(SUPPLIED MATERIAL)
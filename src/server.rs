//! Process lifecycle: connect, wire, serve, drain.

use std::{future::Future, net::SocketAddr, time::Duration};

use sea_orm::{Database, DatabaseConnection};
use tonic::transport::Server;
use tracing::info;

use crate::{
    config::Config, error::ServerError, repository::SeaOrmUserRepository, schema,
    service::DirectoryService,
};

/// Connect to the database described by `config` and serve until Ctrl-C or
/// SIGTERM.
pub async fn run(config: Config) -> Result<(), ServerError> {
    let addr = config.listen_addr()?;
    let db = Database::connect(config.connect_options()).await?;
    if config.create_schema {
        schema::create_tables(&db).await?;
    }

    serve(db, addr, config.request_timeout(), shutdown_signal()).await
}

/// Serve on `addr` until `shutdown` resolves. In-flight requests are allowed
/// to finish; new connections are refused once shutdown has begun.
pub async fn serve<F>(
    db: DatabaseConnection,
    addr: SocketAddr,
    request_timeout: Duration,
    shutdown: F,
) -> Result<(), ServerError>
where
    F: Future<Output = ()>,
{
    let service = DirectoryService::new(SeaOrmUserRepository::new(db.clone()));

    info!(%addr, "grpc server listening");
    Server::builder()
        .timeout(request_timeout)
        .add_service(service.into_server())
        .serve_with_shutdown(addr, shutdown)
        .await?;
    info!("grpc server stopped");

    db.close().await?;
    Ok(())
}

async fn shutdown_signal() {
    let ctrl_c = async {
        if let Err(err) = tokio::signal::ctrl_c().await {
            tracing::error!(error = %err, "failed to listen for ctrl-c");
            std::future::pending::<()>().await;
        }
    };

    #[cfg(unix)]
    let terminate = async {
        match tokio::signal::unix::signal(tokio::signal::unix::SignalKind::terminate()) {
            Ok(mut signal) => {
                signal.recv().await;
            }
            Err(err) => {
                tracing::error!(error = %err, "failed to listen for SIGTERM");
                std::future::pending::<()>().await;
            }
        }
    };

    #[cfg(not(unix))]
    let terminate = std::future::pending::<()>();

    tokio::select! {
        _ = ctrl_c => {},
        _ = terminate => {},
    }
    info!("shutdown signal received");
}
use sea_orm::{Database, DatabaseConnection};
use user_directory::{SeaOrmUserRepository, User, UserRepository, schema};

pub async fn setup() -> DatabaseConnection {
    let db = Database::connect("sqlite::memory:").await.unwrap();
    schema::create_tables(&db).await.unwrap();
    db
}

pub async fn setup_repository() -> SeaOrmUserRepository {
    SeaOrmUserRepository::new(setup().await)
}

pub async fn create_user<R: UserRepository>(repository: &R, handle: &str) -> User {
    repository
        .create(
            &format!("User {handle}"),
            &format!("hash-{handle}"),
            handle,
            &format!("{handle}@example.com"),
        )
        .await
        .unwrap()
}
//! The gRPC façade: request validation, dispatch to the repository and the
//! mapping of repository outcomes to RPC statuses.
//!
//! | repository outcome                     | status             |
//! |----------------------------------------|--------------------|
//! | no matching row / update touched none  | `NOT_FOUND`        |
//! | [`RepositoryError::NothingToUpdate`]   | `INVALID_ARGUMENT` |
//! | duplicate username or email            | `ALREADY_EXISTS`   |
//! | any other database failure             | `INTERNAL`         |

use sea_orm::SqlErr;
use tonic::{Request, Response, Status};
use tracing::{error, warn};

use crate::{
    domain::{FollowOperation, User},
    error::RepositoryError,
    patch::UserPatch,
    proto::{self, OperationType, Users, UsersServer},
    repository::UserRepository,
};

/// Upper bound on the page size of `NewUsers`.
pub const MAX_NEW_USERS: i32 = 100;

/// Serves the `users.Users` RPC service from a [`UserRepository`].
#[derive(Debug)]
pub struct DirectoryService<R> {
    repository: R,
}

impl<R> DirectoryService<R>
where
    R: UserRepository,
{
    pub fn new(repository: R) -> Self {
        Self { repository }
    }

    pub fn repository(&self) -> &R {
        &self.repository
    }

    /// Wrap the service for registration with a tonic router.
    pub fn into_server(self) -> UsersServer<Self> {
        UsersServer::new(self)
    }
}

#[tonic::async_trait]
impl<R> Users for DirectoryService<R>
where
    R: UserRepository,
{
    async fn create_user(
        &self,
        request: Request<proto::CreateUserRequest>,
    ) -> Result<Response<proto::CreateUserResponse>, Status> {
        let request = request.into_inner();
        required(&request.name, "name")?;
        required(&request.password_hash, "password_hash")?;
        required(&request.username, "username")?;
        required(&request.email, "email")?;

        let user = self
            .repository
            .create(
                &request.name,
                &request.password_hash,
                &request.username,
                &request.email,
            )
            .await
            .map_err(into_status)?;

        Ok(Response::new(proto::CreateUserResponse {
            user: Some(user.into()),
        }))
    }

    async fn user_by_email(
        &self,
        request: Request<proto::UserByEmailRequest>,
    ) -> Result<Response<proto::UserByEmailResponse>, Status> {
        let email = request.into_inner().email;
        required(&email, "email")?;

        let user = self
            .repository
            .user_by_email(&email)
            .await
            .map_err(into_status)?
            .ok_or_else(user_not_found)?;

        Ok(Response::new(proto::UserByEmailResponse {
            user: Some(user.into()),
        }))
    }

    async fn user_by_id(
        &self,
        request: Request<proto::UserByIdRequest>,
    ) -> Result<Response<proto::UserByIdResponse>, Status> {
        let id = positive_id(request.into_inner().id, "id")?;

        let user = self
            .repository
            .user_by_id(id)
            .await
            .map_err(into_status)?
            .ok_or_else(user_not_found)?;

        Ok(Response::new(proto::UserByIdResponse {
            user: Some(user.into()),
        }))
    }

    async fn users_by_ids(
        &self,
        request: Request<proto::UsersByIdsRequest>,
    ) -> Result<Response<proto::UsersByIdsResponse>, Status> {
        let mut ids = request.into_inner().ids;
        if ids.is_empty() {
            return Err(Status::invalid_argument("no ids provided"));
        }
        for id in &ids {
            positive_id(*id, "ids")?;
        }
        ids.sort_unstable();
        ids.dedup();

        let users = self
            .repository
            .users_by_ids(&ids)
            .await
            .map_err(into_status)?;

        Ok(Response::new(proto::UsersByIdsResponse {
            users: users.into_iter().map(Into::into).collect(),
        }))
    }

    async fn update_by_id(
        &self,
        request: Request<proto::UpdateByIdRequest>,
    ) -> Result<Response<proto::UpdateByIdResponse>, Status> {
        let request = request.into_inner();
        let id = positive_id(request.id, "id")?;
        let patch = UserPatch {
            id,
            name: request.name,
            username: request.username,
            bio: request.bio,
            profile_image: request.profile_image,
            cover_image: request.cover_image,
        };

        let updated = self
            .repository
            .update_by_id(&patch)
            .await
            .map_err(into_status)?;
        if !updated {
            return Err(user_not_found());
        }

        // Not atomic with the update: a concurrent writer may win in between.
        let user = self
            .repository
            .user_by_id(id)
            .await
            .map_err(into_status)?
            .ok_or_else(user_not_found)?;

        Ok(Response::new(proto::UpdateByIdResponse {
            user: Some(user.into()),
        }))
    }

    async fn password_hash_by_email(
        &self,
        request: Request<proto::PasswordHashByEmailRequest>,
    ) -> Result<Response<proto::PasswordHashByEmailResponse>, Status> {
        let email = request.into_inner().email;
        required(&email, "email")?;

        let password_hash = self
            .repository
            .fetch_password_hash_by_email(&email)
            .await
            .map_err(into_status)?
            .filter(|hash| !hash.is_empty())
            .ok_or_else(|| Status::not_found("hash not found"))?;

        Ok(Response::new(proto::PasswordHashByEmailResponse {
            password_hash,
        }))
    }

    /// `ok` is `true` when a new edge was written or an existing one removed,
    /// not whether the edge exists afterwards.
    async fn follow(
        &self,
        request: Request<proto::FollowRequest>,
    ) -> Result<Response<proto::FollowResponse>, Status> {
        let request = request.into_inner();
        let user_id = positive_id(request.user_id, "user_id")?;
        let target_user_id = positive_id(request.target_user_id, "target_user_id")?;
        if user_id == target_user_id {
            return Err(Status::invalid_argument("a user cannot follow themselves"));
        }

        let ok = match FollowOperation::from(request.operation_type()) {
            FollowOperation::Follow => self.repository.follow(user_id, target_user_id).await,
            FollowOperation::Unfollow => self.repository.unfollow(user_id, target_user_id).await,
        }
        .map_err(into_status)?;

        Ok(Response::new(proto::FollowResponse { ok }))
    }

    async fn new_users(
        &self,
        request: Request<proto::NewUsersRequest>,
    ) -> Result<Response<proto::NewUsersResponse>, Status> {
        let limit = request.into_inner().limit;
        if limit <= 0 {
            return Err(Status::invalid_argument("limit must be positive"));
        }

        let users = self
            .repository
            .new_users(limit.min(MAX_NEW_USERS) as u64)
            .await
            .map_err(into_status)?;

        Ok(Response::new(proto::NewUsersResponse {
            users: users.into_iter().map(Into::into).collect(),
        }))
    }
}

impl From<OperationType> for FollowOperation {
    fn from(operation: OperationType) -> Self {
        match operation {
            OperationType::Unfollow => Self::Unfollow,
            OperationType::Follow | OperationType::Unspecified => Self::Follow,
        }
    }
}

impl From<User> for proto::User {
    fn from(user: User) -> Self {
        Self {
            id: user.id,
            name: user.name,
            password_hash: user.password_hash,
            username: user.username,
            email: user.email,
            bio: user.bio,
            profile_image: user.profile_image,
            cover_image: user.cover_image,
            following_user_ids: user.following_ids,
            follower_user_ids: user.follower_ids,
        }
    }
}

fn positive_id(id: i32, field: &str) -> Result<i32, Status> {
    if id <= 0 {
        return Err(Status::invalid_argument(format!("invalid {field}: {id}")));
    }
    Ok(id)
}

fn required(value: &str, field: &str) -> Result<(), Status> {
    if value.is_empty() {
        return Err(Status::invalid_argument(format!("{field} is required")));
    }
    Ok(())
}

fn user_not_found() -> Status {
    Status::not_found("user not found")
}

fn into_status(err: RepositoryError) -> Status {
    match err {
        RepositoryError::NothingToUpdate => Status::invalid_argument("nothing to update"),
        RepositoryError::Db(err) => match err.sql_err() {
            Some(SqlErr::UniqueConstraintViolation(message)) => {
                warn!(%message, "unique constraint violated");
                Status::already_exists("username or email already taken")
            }
            _ => {
                error!(error = %err, "repository call failed");
                Status::internal(err.to_string())
            }
        },
    }
}
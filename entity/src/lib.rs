pub mod follow;
pub mod prelude;
pub mod user;

pub use sea_orm;
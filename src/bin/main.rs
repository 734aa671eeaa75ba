use clap::Parser;
use tracing_subscriber::{EnvFilter, fmt};
use user_directory::{Config, server};

#[tokio::main]
async fn main() -> Result<(), Box<dyn std::error::Error>> {
    dotenvy::dotenv().ok();

    let filter = EnvFilter::try_from_default_env()
        .unwrap_or_else(|_| EnvFilter::new("info,sqlx=warn"));
    fmt().with_env_filter(filter).init();

    let config = Config::parse();
    server::run(config).await?;

    Ok(())
}
//! Types and service stubs generated from `proto/users.proto`.

tonic::include_proto!("users");

pub use follow_request::OperationType;
pub use users_client::UsersClient;
pub use users_server::{Users, UsersServer};
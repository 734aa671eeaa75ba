//! Table bootstrap for fresh databases and tests.
//!
//! Statements are derived from the entity definitions and guarded with
//! `IF NOT EXISTS`, so running this against an initialised database is a
//! no-op. Schema evolution is out of scope.

use entity::prelude::{Follow, User};
use sea_orm::{ConnectionTrait, DbErr, EntityTrait, Schema};
use tracing::info;

/// Create the `user` and `follow` tables if they are missing.
pub async fn create_tables<C>(db: &C) -> Result<(), DbErr>
where
    C: ConnectionTrait,
{
    create_table(db, User).await?;
    create_table(db, Follow).await?;
    Ok(())
}

async fn create_table<C, E>(db: &C, entity: E) -> Result<(), DbErr>
where
    C: ConnectionTrait,
    E: EntityTrait,
{
    let schema = Schema::new(db.get_database_backend());
    let mut stmt = schema.create_table_from_entity(entity);
    stmt.if_not_exists();

    db.execute(&stmt).await?;
    info!(table = entity.table_name(), "table ready");
    Ok(())
}
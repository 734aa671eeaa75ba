use entity::user;

/// A user profile together with its follow edges.
///
/// The storage row carries nullable text columns; here an absent value is the
/// empty string. `following_ids` and `follower_ids` are computed when the user
/// is read and are empty, never missing, for a user without edges.
#[derive(Clone, Debug, Default, PartialEq, Eq)]
pub struct User {
    pub id: i32,
    pub name: String,
    pub password_hash: String,
    pub username: String,
    pub email: String,
    pub bio: String,
    pub profile_image: String,
    pub cover_image: String,
    pub following_ids: Vec<i32>,
    pub follower_ids: Vec<i32>,
}

impl User {
    /// Attach follow edges to a storage row.
    pub fn hydrate(model: user::Model, following_ids: Vec<i32>, follower_ids: Vec<i32>) -> Self {
        Self {
            id: model.id,
            name: model.name,
            password_hash: model.password_hash,
            username: model.username,
            email: model.email,
            bio: model.bio.unwrap_or_default(),
            profile_image: model.profile_image.unwrap_or_default(),
            cover_image: model.cover_image.unwrap_or_default(),
            following_ids,
            follower_ids,
        }
    }
}

impl From<user::Model> for User {
    fn from(model: user::Model) -> Self {
        Self::hydrate(model, Vec::new(), Vec::new())
    }
}

/// Which way a follow request mutates the graph.
#[derive(Clone, Copy, Debug, Default, PartialEq, Eq)]
pub enum FollowOperation {
    #[default]
    Follow,
    Unfollow,
}
// SPDX-License-Identifier: MPL-2.0

//! Scanning guide overlay
//!
//! The overlay is a dimmed frame with a rectangular cutout of the configured
//! guide size, a stroked border around the cutout, and a gradient bar that
//! sweeps up and down inside it. It is rebuilt from scratch on every layout
//! pass so a running animation never mixes old and new geometry.

use super::geometry::{Rect, Rgba, Size};
use crate::config::GuideConfig;
use crate::constants::guide::{BAR_END_FRACTION, BAR_START_FRACTION, GRADIENT_ALPHAS};
use std::time::Duration;

/// Stroke cap style
#[derive(Debug, Clone, Copy, PartialEq, Eq, Default)]
pub enum LineCap {
    Butt,
    #[default]
    Round,
    Square,
}

/// Border drawn around the guide cutout
#[derive(Debug, Clone, PartialEq)]
pub struct BorderStroke {
    pub rect: Rect,
    pub color: Rgba,
    pub width: f32,
    pub cap: LineCap,
}

/// Vertical sweep of the scanning bar
///
/// Repeats forever and reverses direction at each end.
#[derive(Debug, Clone, PartialEq)]
pub struct BarAnimation {
    /// Vertical position of the bar at the start of a sweep
    pub from_y: f32,
    /// Vertical position of the bar at the end of a sweep
    pub to_y: f32,
    /// Length of one sweep
    pub duration: Duration,
}

impl BarAnimation {
    /// Bar position after `elapsed` time since the animation started
    pub fn position_at(&self, elapsed: Duration) -> f32 {
        if self.duration.is_zero() {
            return self.from_y;
        }
        let sweeps = elapsed.as_secs_f64() / self.duration.as_secs_f64();
        let progress = sweeps.fract() as f32;
        // Odd sweeps run backwards
        let t = if (sweeps as u64) % 2 == 0 {
            progress
        } else {
            1.0 - progress
        };
        self.from_y + (self.to_y - self.from_y) * t
    }
}

/// Gradient bar inside the cutout
#[derive(Debug, Clone, PartialEq)]
pub struct ScanBar {
    pub rect: Rect,
    /// Colors from top to bottom
    pub gradient: Vec<Rgba>,
    pub animation: BarAnimation,
}

/// A fully laid out guide overlay
#[derive(Debug, Clone, PartialEq)]
pub struct GuideOverlay {
    /// Increments on every rebuild
    pub generation: u64,
    /// Bounds of the view the overlay covers
    pub bounds: Rect,
    /// The cutout the user aligns a code within
    pub mask: Rect,
    pub border: BorderStroke,
    pub scan_bar: ScanBar,
}

impl GuideOverlay {
    /// Lay out a guide overlay for the given view bounds
    ///
    /// Returns `None` when the overlay is switched off or the guide size is
    /// empty.
    pub fn build(bounds: Rect, guide: &GuideConfig, generation: u64) -> Option<Self> {
        if !guide.show_overlay || guide.size.is_empty() {
            return None;
        }

        let mask = bounds.centered(guide.size);
        let color = guide.line_color;

        let border = BorderStroke {
            rect: mask,
            color,
            width: guide.line_width,
            cap: LineCap::Round,
        };

        let gradient = GRADIENT_ALPHAS
            .iter()
            .enumerate()
            .map(|(i, alpha)| {
                // The last stop is fully clear regardless of the line color
                if i == GRADIENT_ALPHAS.len() - 1 {
                    Rgba::CLEAR
                } else {
                    color.with_alpha(*alpha)
                }
            })
            .collect();

        let bar_rect = Rect::new(mask.min_x(), mask.min_y(), mask.width, mask.height / 2.0);
        let animation = BarAnimation {
            from_y: mask.min_y() + mask.height * BAR_START_FRACTION,
            to_y: mask.max_y() - mask.height * BAR_END_FRACTION,
            duration: Duration::try_from_secs_f64(guide.animation_duration)
                .unwrap_or(Duration::ZERO),
        };

        Some(Self {
            generation,
            bounds,
            mask,
            border,
            scan_bar: ScanBar {
                rect: bar_rect,
                gradient,
                animation,
            },
        })
    }

    /// Size of the guide cutout
    pub fn guide_size(&self) -> Size {
        self.mask.size()
    }
}

#[cfg(test)]
mod tests {
    use super::*;

    fn guide(size: f32) -> GuideConfig {
        GuideConfig {
            size: Size::new(size, size),
            ..GuideConfig::default()
        }
    }

    #[test]
    fn test_zero_size_builds_nothing() {
        let bounds = Rect::new(0.0, 0.0, 400.0, 800.0);
        assert!(GuideOverlay::build(bounds, &GuideConfig::default(), 0).is_none());
    }

    #[test]
    fn test_hidden_overlay_builds_nothing() {
        let bounds = Rect::new(0.0, 0.0, 400.0, 800.0);
        let config = GuideConfig {
            show_overlay: false,
            ..guide(200.0)
        };
        assert!(GuideOverlay::build(bounds, &config, 0).is_none());
    }

    #[test]
    fn test_mask_is_centered_and_bar_spans_half() {
        let bounds = Rect::new(0.0, 0.0, 400.0, 800.0);
        let overlay = GuideOverlay::build(bounds, &guide(200.0), 3).unwrap();

        assert_eq!(overlay.generation, 3);
        assert_eq!(overlay.mask, Rect::new(100.0, 300.0, 200.0, 200.0));
        assert_eq!(overlay.scan_bar.rect.height, 100.0);
        assert_eq!(overlay.scan_bar.animation.from_y, 350.0);
        assert_eq!(overlay.scan_bar.animation.to_y, 487.5);
        assert_eq!(overlay.scan_bar.gradient.len(), 5);
        assert_eq!(overlay.scan_bar.gradient[0].a, 0.5);
        assert_eq!(overlay.scan_bar.gradient[4], Rgba::CLEAR);
    }

    #[test]
    fn test_unrepresentable_duration_stands_still() {
        let bounds = Rect::new(0.0, 0.0, 390.0, 844.0);
        for duration in [f64::INFINITY, f64::NAN, -1.0, 1e20] {
            let config = GuideConfig {
                animation_duration: duration,
                ..guide(200.0)
            };
            let overlay = GuideOverlay::build(bounds, &config, 0).unwrap();
            assert_eq!(overlay.scan_bar.animation.duration, Duration::ZERO);
        }
    }

    #[test]
    fn test_bar_animation_autoreverses() {
        let animation = BarAnimation {
            from_y: 0.0,
            to_y: 100.0,
            duration: Duration::from_secs(1),
        };
        assert_eq!(animation.position_at(Duration::ZERO), 0.0);
        assert_eq!(animation.position_at(Duration::from_millis(500)), 50.0);
        assert_eq!(animation.position_at(Duration::from_millis(1500)), 50.0);
        assert!((animation.position_at(Duration::from_millis(1750)) - 25.0).abs() < 0.01);
    }
}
(End SUPPLIED MATERIAL)
▸ DIRECTIONS FOR THIS TASK: Transcribe each line of the data above, unaltered, from the one where "filename src/bin/main.rs" appears to the one where "Types and service" appears, inclusive of both.

▸ SOLVED EXERCISE:
filename src/bin/main.rs
repository 734aa671eeaa75ba
use clap::Parser;
use tracing_subscriber::{EnvFilter, fmt};
use user_directory::{Config, server};

#[tokio::main]
async fn main() -> Result<(), Box<dyn std::error::Error>> {
    dotenvy::dotenv().ok();

    let filter = EnvFilter::try_from_default_env()
        .unwrap_or_else(|_| EnvFilter::new("info,sqlx=warn"));
    fmt().with_env_filter(filter).init();

    let config = Config::parse();
    server::run(config).await?;

    Ok(())
}
//! Types and service stubs generated from `proto/users.proto`.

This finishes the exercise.